- Born: April 1, 1945 Brooklyn, New York City, U.S.
- Died: January 19, 2024 (aged 78) San Francisco, California, U.S.
- Education: Barnard College New York University
- Occupations: Sociologist and women's health scholar
- Awards: John Desmond Bernal Prize

= Adele Clarke =

American sociologist (1945–2024)

Adele Elizabeth Clarke (April 1, 1945 – January 19, 2024) was an American sociologist and women's health scholar. Clarke was considered a distinguished scholar and leader in the field of Science, Technology, and Medicine Studies (ST&MS). She made significant contributions to sociology, history of medicine and feminist reproductive studies.

== Career ==
She received a bachelor's degree from Barnard College in 1966 and a master's degree in sociology from New York University in 1970. She studied dance with Deborah Hay and danced in some performances of Yvonne Rainer.
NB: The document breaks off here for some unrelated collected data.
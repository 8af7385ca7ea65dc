//! Directory where the executable lives. The default config file and output
//! images are stored next to the binary.

use std::path::PathBuf;

/// Directory containing the running executable. Falls back to current directory if unavailable.
pub(crate) fn exe_directory() -> PathBuf {
    std::env::current_exe()
        .ok()
        .and_then(|p| p.parent().map(PathBuf::from))
        .unwrap_or_else(|| std::env::current_dir().unwrap_or_else(|_| PathBuf::from(".")))
}

/// Default location of the JSON config file.
pub(crate) fn default_config_path() -> PathBuf {
    exe_directory().join("buddhabrot.json")
}

/// Default directory for rendered frames.
pub(crate) fn images_directory() -> PathBuf {
    exe_directory().join("images")
}
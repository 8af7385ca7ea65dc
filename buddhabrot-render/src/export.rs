//! PNG export with embedded run metadata (tEXt chunks).

use std::fs::File;
use std::io::BufWriter;
use std::path::Path;

use tracing::debug;

use buddhabrot_core::{Bounds, Simulation, Stage};

use crate::buffer::RenderBuffer;
use crate::error::RenderError;

/// Metadata to embed in an exported PNG as tEXt chunks.
#[derive(Debug, Clone)]
pub struct ExportMetadata {
    pub stage: Stage,
    pub iteration: u64,
    pub view_bounds: Bounds,
    pub seed_bounds: Bounds,
    pub seed_points: (usize, usize),
    pub max_iterations_preliminary: u64,
    pub max_iterations_final: u64,
}

impl ExportMetadata {
    /// Capture the current state of a simulation.
    pub fn from_simulation(sim: &Simulation) -> Self {
        let config = sim.config();
        Self {
            stage: sim.stage(),
            iteration: sim.iterations(),
            view_bounds: config.view_bounds,
            seed_bounds: config.seed_bounds,
            seed_points: (config.seed_points_x, config.seed_points_y),
            max_iterations_preliminary: config.max_iterations_preliminary,
            max_iterations_final: config.max_iterations_final,
        }
    }

    fn description(&self) -> String {
        format!(
            "Buddhabrot - Stage: {}, Iteration: {}, View: {}",
            self.stage, self.iteration, self.view_bounds
        )
    }

    fn pairs(&self) -> Vec<(String, String)> {
        vec![
            ("Buddhabrot.Stage".into(), self.stage.to_string()),
            ("Buddhabrot.Iteration".into(), self.iteration.to_string()),
            ("Buddhabrot.ViewBounds".into(), self.view_bounds.to_string()),
            ("Buddhabrot.SeedBounds".into(), self.seed_bounds.to_string()),
            (
                "Buddhabrot.SeedPoints".into(),
                format!("{}x{}", self.seed_points.0, self.seed_points.1),
            ),
            (
                "Buddhabrot.MaxIterationsPreliminary".into(),
                self.max_iterations_preliminary.to_string(),
            ),
            (
                "Buddhabrot.MaxIterationsFinal".into(),
                self.max_iterations_final.to_string(),
            ),
        ]
    }
}

/// Write a composited buffer as a PNG file with embedded run metadata.
///
/// Uses the `png` crate directly so custom tEXt chunks can be added.
pub fn export_png(
    buffer: &RenderBuffer,
    path: &Path,
    metadata: &ExportMetadata,
) -> crate::Result<()> {
    if buffer.width == 0 || buffer.height == 0 {
        return Err(RenderError::InvalidDimensions {
            width: buffer.width as usize,
            height: buffer.height as usize,
        });
    }

    let file = File::create(path).map_err(|source| RenderError::Io {
        path: path.display().to_string(),
        source,
    })?;
    let writer = BufWriter::new(file);

    let mut encoder = png::Encoder::new(writer, buffer.width, buffer.height);
    encoder.set_color(png::ColorType::Rgba);
    encoder.set_depth(png::BitDepth::Eight);
    encoder.set_compression(png::Compression::Default);

    encoder.add_text_chunk("Software".to_string(), "buddhabrot".to_string())?;
    encoder.add_text_chunk("Description".to_string(), metadata.description())?;
    for (key, value) in metadata.pairs() {
        encoder.add_text_chunk(key, value)?;
    }

    let mut png_writer = encoder.write_header()?;
    png_writer.write_image_data(&buffer.pixels)?;
    png_writer.finish()?;

    debug!(
        width = buffer.width,
        height = buffer.height,
        path = %path.display(),
        "Exported PNG"
    );
    Ok(())
}

#[cfg(test)]
mod tests {
    use super::*;
    use std::io::Read;

    fn metadata() -> ExportMetadata {
        ExportMetadata {
            stage: Stage::Final,
            iteration: 42,
            view_bounds: Bounds::MANDELBROT,
            seed_bounds: Bounds::MANDELBROT,
            seed_points: (16, 16),
            max_iterations_preliminary: 100,
            max_iterations_final: 200,
        }
    }

    #[test]
    fn export_creates_valid_png() {
        let buffer = RenderBuffer::new(4, 4);
        let dir = std::env::temp_dir().join("buddhabrot_test_export");
        let _ = std::fs::create_dir_all(&dir);
        let path = dir.join("test_export.png");
        export_png(&buffer, &path, &metadata()).expect("export should succeed");

        let mut file = File::open(&path).expect("file should exist");
        let mut header = [0u8; 8];
        file.read_exact(&mut header).expect("should read header");
        assert_eq!(&header, b"\x89PNG\r\n\x1a\n", "valid PNG signature");

        let _ = std::fs::remove_dir_all(&dir);
    }

    #[test]
    fn export_embeds_text_chunks() {
        let buffer = RenderBuffer::new(2, 2);
        let dir = std::env::temp_dir().join("buddhabrot_test_export_meta");
        let _ = std::fs::create_dir_all(&dir);
        let path = dir.join("test_meta.png");
        export_png(&buffer, &path, &metadata()).expect("export should succeed");

        let decoder = png::Decoder::new(File::open(&path).expect("file should exist"));
        let reader = decoder.read_info().expect("should read info");
        let texts = &reader.info().uncompressed_latin1_text;
        assert!(texts
            .iter()
            .any(|t| t.keyword == "Software" && t.text == "buddhabrot"));
        assert!(texts
            .iter()
            .any(|t| t.keyword == "Buddhabrot.Stage" && t.text == "Final"));
        assert!(texts
            .iter()
            .any(|t| t.keyword == "Buddhabrot.MaxIterationsFinal" && t.text == "200"));

        let _ = std::fs::remove_dir_all(&dir);
    }

    #[test]
    fn export_to_missing_directory_fails() {
        let buffer = RenderBuffer::new(2, 2);
        let path = std::env::temp_dir()
            .join("buddhabrot_no_such_dir")
            .join("nested")
            .join("out.png");
        assert!(matches!(
            export_png(&buffer, &path, &metadata()),
            Err(RenderError::Io { .. })
        ));
    }
}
In 1970, Clarke moved to California teaching women's studies at College of the Redwoods and Sonoma State University. In 1985, she achieved a doctorate in sociology in 1985 from the University of California, San Francisco. Between 1987 and 1989, she held a postdoctoral fellowship at Stanford University. Clarke was an early supporter of initiatives to decolonise social studies.

In 1995, Clarke suffered an automobile accident, which caused serious injuries and back pain, and she later became disabled.

She was a faculty member in the Department of Social and Behavioral Sciences in the UCSF School of Nursing from 1985 until her retirement in 2013.